Albert Barnes Commentary Isaiah 47:11

Albert Barnes Commentary

Isaiah 47:11

1798–1870
Presbyterian
Albert Barnes
Albert Barnes

Albert Barnes Commentary

Isaiah 47:11

1798–1870
Presbyterian
SCRIPTURE

"Therefore shall evil come upon thee; thou shalt not know the dawning thereof: and mischief shall fall upon thee; thou shalt not be able to put it away: and desolation shall come upon thee suddenly, which thou knowest not." — Isaiah 47:11 (ASV)

Therefore will evil come upon you - In consequence of your pride and self-confidence; of the prevalence of corruption, licentiousness, and sin; of the prevalence of the arts of magic and of divination abounding there; and of the cruel and unfeeling oppression of the people of God; for all these crimes ruin will come certainly and suddenly upon you.

You will not know from where it comes - Margin, ‘The morning thereof.’ The margin expresses the true sense of the phrase.

The word used here (שׁחר shachar) means “the aurora,” the dawn, the morning (see the notes at Isaiah 14:12).

Lowth has strangely rendered it, ‘Evil will come upon you, which you will not know how to deprecate.’

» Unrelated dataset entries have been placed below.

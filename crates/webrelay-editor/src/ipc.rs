//! Messages posted by the page.
//!
//! The page sends `postMessage(JSON.stringify(msg))`; every message is an
//! object with a `type` field.

use serde::Deserialize;
use serde_json::Value;

/// A message from the page.
#[derive(Debug, Clone, PartialEq, Deserialize)]
#[serde(tag = "type")]
pub enum WebMessage {
    /// A control changed. Sliders send a normalized number, toggles a
    /// bool, combo boxes a choice index.
    #[serde(rename = "param:set")]
    ParamSet { key: String, value: Value },
    /// A drag gesture started.
    #[serde(rename = "param:begin")]
    ParamBegin { key: String },
    /// A drag gesture ended.
    #[serde(rename = "param:end")]
    ParamEnd { key: String },
    /// `__RELAY__.invoke(method, ...args)`; answered with `_onResult`.
    #[serde(rename = "invoke")]
    Invoke {
        method: String,
        #[serde(default)]
        args: Vec<Value>,
        #[serde(rename = "callId", default)]
        call_id: u64,
    },
    /// `__RELAY__.emit(name, data)`.
    #[serde(rename = "event")]
    Event {
        name: String,
        #[serde(default)]
        data: Value,
    },
}

const KNOWN_TYPES: [&str; 5] = ["param:set", "param:begin", "param:end", "invoke", "event"];

/// Parse a raw page message. Malformed and unknown messages are logged and
/// dropped.
pub fn parse_message(json: &str) -> Option<WebMessage> {
    let Ok(raw) = serde_json::from_str::<Value>(json) else {
        log::warn!("invalid IPC message JSON: {json}");
        return None;
    };
    let Some(kind) = raw.get("type").and_then(Value::as_str).map(str::to_owned) else {
        log::warn!("IPC message without a type: {json}");
        return None;
    };
    if !KNOWN_TYPES.contains(&kind.as_str()) {
        log::debug!("unknown IPC message type: {kind}");
        return None;
    }
    match serde_json::from_value(raw) {
        Ok(message) => Some(message),
        Err(e) => {
            log::warn!("malformed {kind} message: {e}");
            None
        }
    }
}

#[cfg(test)]
mod tests {
    use super::*;
    use serde_json::json;

    #[test]
    fn parses_parameter_messages() {
        assert_eq!(
            parse_message(r#"{"type":"param:set","key":"gain","value":0.25}"#),
            Some(WebMessage::ParamSet {
                key: "gain".into(),
                value: json!(0.25)
            })
        );
        assert_eq!(
            parse_message(r#"{"type":"param:begin","key":"gain"}"#),
            Some(WebMessage::ParamBegin { key: "gain".into() })
        );
    }

    #[test]
    fn invoke_defaults() {
        assert_eq!(
            parse_message(r#"{"type":"invoke","method":"reset"}"#),
            Some(WebMessage::Invoke {
                method: "reset".into(),
                args: vec![],
                call_id: 0
            })
        );
    }

    #[test]
    fn drops_garbage() {
        assert_eq!(parse_message("not json"), None);
        assert_eq!(parse_message(r#"{"key":"gain"}"#), None);
        assert_eq!(parse_message(r#"{"type":"resize"}"#), None);
    }

    #[test]
    fn known_type_with_missing_fields_is_dropped() {
        assert_eq!(parse_message(r#"{"type":"param:set","value":1}"#), None);
        assert_eq!(parse_message(r#"{"type":"invoke","args":[]}"#), None);
        assert_eq!(parse_message(r#"{"type":"param:end","key":3}"#), None);
    }
}
//! Surface options: what the surface is built with.
//!
//! Options collect the content source, resource provider, relays and extra
//! scripts. [`SurfaceOptions::build`] consumes them, so nothing can be
//! registered once the surface exists.

use std::sync::Arc;

use webrelay_core::{EditorConfig, GuiConstraints, Rect};
use webrelay_webview::bridge::{register_relays_script, BRIDGE_SCRIPT};
use webrelay_webview::{
    AssetDirectory, AssetSource, RawParent, ResourceProvider, SurfaceFactory, SurfaceSpec,
    WebViewConfig, WebViewError,
};

use crate::editor::UnboundEditor;
use crate::error::RelayError;
use crate::relay::{RelaySet, RelayState};

/// Builder for a web surface and its relays.
#[derive(Debug)]
pub struct SurfaceOptions {
    config: WebViewConfig,
    relays: RelaySet,
    resources: Option<Arc<ResourceProvider>>,
    user_scripts: Vec<String>,
    bounds: Rect,
    constraints: GuiConstraints,
}

impl SurfaceOptions {
    pub fn new(config: WebViewConfig) -> Self {
        let size = webrelay_core::config::DEFAULT_EDITOR_SIZE;
        Self {
            config,
            relays: RelaySet::new(),
            resources: None,
            user_scripts: Vec::new(),
            bounds: Rect::from_size(size),
            constraints: GuiConstraints::default(),
        }
    }

    /// Options sized and styled from an editor config.
    pub fn from_editor_config(config: &EditorConfig) -> Self {
        Self {
            bounds: Rect::from_size(config.size),
            constraints: config.constraints(),
            ..Self::new(WebViewConfig::from_editor(config))
        }
    }

    /// Register relays. Replaces any set registered earlier.
    pub fn with_relays(mut self, mut relays: RelaySet) -> Self {
        if !self.relays.is_empty() {
            log::warn!("replacing {} previously registered relays", self.relays.len());
        }
        relays.advance_all(RelayState::Registered);
        self.relays = relays;
        self
    }

    /// Serve bundled resources from `provider`.
    pub fn with_resource_provider(mut self, provider: ResourceProvider) -> Self {
        self.resources = Some(Arc::new(provider));
        self
    }

    /// Serve bundled resources from `source`.
    pub fn with_assets(self, source: impl AssetSource + 'static) -> Self {
        self.with_resource_provider(ResourceProvider::new(source))
    }

    /// Inject `script` after the bridge, before page scripts run.
    pub fn with_user_script(mut self, script: impl Into<String>) -> Self {
        self.user_scripts.push(script.into());
        self
    }

    pub fn with_bounds(mut self, bounds: Rect) -> Self {
        self.bounds = bounds;
        self
    }

    /// Size constraints for [`Editor::resize`](crate::Editor::resize).
    ///
    /// A maximum below the minimum is treated as equal to the minimum.
    pub fn with_constraints(mut self, constraints: GuiConstraints) -> Self {
        if !constraints.is_ordered() {
            log::warn!("editor size constraints have max below min: {constraints:?}");
        }
        self.constraints = constraints;
        self
    }

    pub fn config(&self) -> &WebViewConfig {
        &self.config
    }

    pub fn relays(&self) -> &RelaySet {
        &self.relays
    }

    /// Build the surface inside `parent` and navigate it.
    ///
    /// When loading bundled resources without an explicit provider, assets
    /// are served from the UI directory beside the running binary.
    pub fn build(self, factory: &mut dyn SurfaceFactory, parent: RawParent) -> Result<UnboundEditor, RelayError> {
        let resources = match (&self.resources, self.config.source.uses_resources()) {
            (Some(provider), _) => Some(Arc::clone(provider)),
            (None, true) => {
                let dir = AssetDirectory::beside_current_exe().map_err(|e| {
                    WebViewError::CreationFailed(format!("cannot locate bundled UI: {e}"))
                })?;
                log::info!("serving web UI from {}", dir.root().display());
                Some(Arc::new(ResourceProvider::new(dir)))
            }
            (None, false) => None,
        };

        let mut scripts = Vec::with_capacity(self.user_scripts.len() + 2);
        scripts.push(BRIDGE_SCRIPT.to_string());
        scripts.push(register_relays_script(&self.relays.to_json()));
        scripts.extend(self.user_scripts);

        let mut surface = factory
            .create(
                parent,
                SurfaceSpec {
                    config: &self.config,
                    user_scripts: &scripts,
                    resources,
                    initial_bounds: self.bounds,
                },
            )
            .map_err(|e| {
                log::error!("failed to create web surface: {e}");
                e
            })?;

        let url = self.config.source.start_url();
        log::debug!("navigating web surface to {url}");
        surface.navigate(url);

        Ok(UnboundEditor::new(surface, self.relays, self.constraints))
    }
}
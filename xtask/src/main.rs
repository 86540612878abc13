//! Developer tooling for webrelay plugins.
//!
//! Usage:
//!   cargo xtask new <name> [--dir <path>]
//!   cargo xtask check-keys <crate dir>

mod keys;
mod scaffold;
mod util;

use std::path::PathBuf;

fn main() {
    let args: Vec<String> = std::env::args().skip(1).collect();

    let result = match args.first().map(String::as_str) {
        Some("new") => run_new(&args[1..]),
        Some("check-keys") => run_check_keys(&args[1..]),
        Some("help" | "--help" | "-h") => {
            print_usage();
            return;
        }
        _ => {
            print_usage();
            std::process::exit(1);
        }
    };

    if let Err(e) = result {
        util::print_error(&e);
        std::process::exit(1);
    }
}

fn run_new(args: &[String]) -> Result<(), String> {
    let mut name = None;
    let mut dir = None;
    let mut iter = args.iter();
    while let Some(arg) = iter.next() {
        match arg.as_str() {
            "--dir" => {
                let value = iter.next().ok_or("--dir requires a path")?;
                dir = Some(PathBuf::from(value));
            }
            flag if flag.starts_with("--") => return Err(format!("Unknown option: {flag}")),
            positional if name.is_none() => name = Some(positional.to_string()),
            extra => return Err(format!("Unexpected argument: {extra}")),
        }
    }
    let name = name.ok_or("Missing plugin name. Usage: cargo xtask new <name> [--dir <path>]")?;
    scaffold::new_plugin(&name, dir.as_deref()).map(|_| ())
}

fn run_check_keys(args: &[String]) -> Result<(), String> {
    let [dir] = args else {
        return Err("Usage: cargo xtask check-keys <crate dir>".to_string());
    };
    keys::run(&PathBuf::from(dir))
}

fn print_usage() {
    eprintln!("Usage: cargo xtask <command> [options]");
    eprintln!();
    eprintln!("Commands:");
    eprintln!("  new <name> [--dir <path>]   Create a plugin crate from templates/plugin");
    eprintln!("  check-keys <crate dir>      Check relay keys against the web UI's accessors");
    eprintln!();
    eprintln!("Examples:");
    eprintln!("  cargo xtask new my-fuzz");
    eprintln!("  cargo xtask new my-fuzz --dir plugins/my-fuzz");
    eprintln!("  cargo xtask check-keys demos/gain");
}
//! Web surface support for webrelay editors.
//!
//! This crate owns the browser-facing half of an editor: the
//! [`WebSurface`] seam platform backends implement, bundled asset serving
//! through [`ResourceProvider`], the content source switch, and the
//! JavaScript bridge injected into every page.

pub mod assets;
pub mod bridge;
mod error;
pub mod mime;
pub mod resource;
pub mod source;
pub mod surface;
#[cfg(any(test, feature = "testing"))]
pub mod testing;

pub use assets::{AssetDirectory, AssetSource, EmbeddedAsset, EmbeddedAssets};
pub use bridge::{emit_event_if_visible, BRIDGE_SCRIPT};
pub use error::{Result, WebViewError};
pub use resource::{Resource, ResourceProvider, DEFAULT_DOCUMENT};
pub use source::{WebViewConfig, WebViewSource, DEV_SERVER_URL, RESOURCE_ROOT_URL};
pub use surface::{RawParent, SurfaceFactory, SurfaceSpec, WebSurface};
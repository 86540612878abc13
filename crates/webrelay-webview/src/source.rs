//! Where the web surface loads its UI from.

use std::path::PathBuf;

use webrelay_core::EditorConfig;

/// Vite's default development server.
pub const DEV_SERVER_URL: &str = "http://localhost:5173";

/// Root URL of the custom scheme backed by the resource provider.
pub const RESOURCE_ROOT_URL: &str = "relay://localhost/";

/// Content source for a web surface.
#[derive(Debug, Clone, PartialEq, Eq)]
pub enum WebViewSource {
    /// Serve bundled assets through the resource provider.
    Resources,
    /// Navigate to a development server for hot reload.
    DevServer(String),
}

impl WebViewSource {
    /// Source selected by the `dev-server` cargo feature.
    ///
    /// This is a compile-time switch; there is no runtime override.
    pub fn for_build() -> Self {
        if cfg!(feature = "dev-server") {
            Self::DevServer(DEV_SERVER_URL.to_string())
        } else {
            Self::Resources
        }
    }

    /// URL the surface navigates to after construction.
    pub fn start_url(&self) -> &str {
        match self {
            Self::Resources => RESOURCE_ROOT_URL,
            Self::DevServer(url) => url,
        }
    }

    pub fn uses_resources(&self) -> bool {
        matches!(self, Self::Resources)
    }
}

/// Configuration for a web surface.
#[derive(Debug, Clone, PartialEq)]
pub struct WebViewConfig {
    /// Content source.
    pub source: WebViewSource,
    /// Whether to enable developer tools.
    pub dev_tools: bool,
    /// Background color (RGBA) shown before the page paints.
    pub background_color: [u8; 4],
    /// Browser profile directory for engines that need one (WebView2).
    pub user_data_folder: Option<PathBuf>,
}

impl WebViewConfig {
    pub fn new(source: WebViewSource) -> Self {
        Self {
            source,
            dev_tools: false,
            background_color: [0x1a, 0x1a, 0x1a, 0xff],
            user_data_folder: None,
        }
    }

    /// Build from an editor config, using the build's content source.
    pub fn from_editor(config: &EditorConfig) -> Self {
        Self {
            source: WebViewSource::for_build(),
            dev_tools: config.dev_tools,
            background_color: config.background_color,
            user_data_folder: Some(user_data_folder_for(config.name)),
        }
    }

    pub fn with_dev_tools(mut self, enabled: bool) -> Self {
        self.dev_tools = enabled;
        self
    }

    pub fn with_user_data_folder(mut self, folder: impl Into<PathBuf>) -> Self {
        self.user_data_folder = Some(folder.into());
        self
    }
}

/// Per-plugin browser profile folder in the temp directory.
pub fn user_data_folder_for(plugin_name: &str) -> PathBuf {
    let sanitized: String = plugin_name
        .chars()
        .map(|c| if c.is_ascii_alphanumeric() || c == '-' || c == '_' { c } else { '_' })
        .collect();
    std::env::temp_dir().join(format!("{sanitized}_WebView2"))
}

#[cfg(test)]
mod tests {
    use super::*;

    #[test]
    fn start_urls() {
        assert_eq!(WebViewSource::Resources.start_url(), RESOURCE_ROOT_URL);
        assert_eq!(
            WebViewSource::DevServer(DEV_SERVER_URL.into()).start_url(),
            "http://localhost:5173"
        );
    }

    #[cfg(not(feature = "dev-server"))]
    #[test]
    fn release_build_uses_resources() {
        assert_eq!(WebViewSource::for_build(), WebViewSource::Resources);
    }

    #[cfg(feature = "dev-server")]
    #[test]
    fn dev_build_uses_dev_server() {
        assert_eq!(
            WebViewSource::for_build(),
            WebViewSource::DevServer(DEV_SERVER_URL.into())
        );
    }

    #[test]
    fn user_data_folder_is_sanitized() {
        let folder = user_data_folder_for("My Fuzz/2");
        assert!(folder.ends_with("My_Fuzz_2_WebView2"));
    }

    #[test]
    fn from_editor_copies_appearance() {
        let editor = EditorConfig::new("Demo")
            .with_background_color([1, 2, 3, 4])
            .with_dev_tools(true);
        let config = WebViewConfig::from_editor(&editor);
        assert!(config.dev_tools);
        assert_eq!(config.background_color, [1, 2, 3, 4]);
        assert!(config.user_data_folder.is_some());
    }
}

But the word properly means the dawning of the morning, the aurora; and the sense is that calamity would befall them whose rising or dawning they did not see or anticipate.

It would come unexpectedly and suddenly, like the first rays of the morning. It would spring up as if from no antecedent cause that would seem to lead to it, just as light comes suddenly out of the darkness.

And mischief - Destruction; ruin.

You will not be able to put it off - Margin, ‘Expiate.’ This is the sense of the Hebrew (see the notes at Isaiah 43:3).

The meaning is that they could not then avert these calamities by any sacrifices, deprecations, or prayers.

Ruin would suddenly and certainly come; and they had nothing which they could offer to God as an expiation by which it could then be prevented.

We need not say how strikingly descriptive this is of the destruction of Babylon. Her ruin came silently and suddenly upon her, as the first rays of morning light steal upon the world, and in such a way that she could not meet it or turn it away.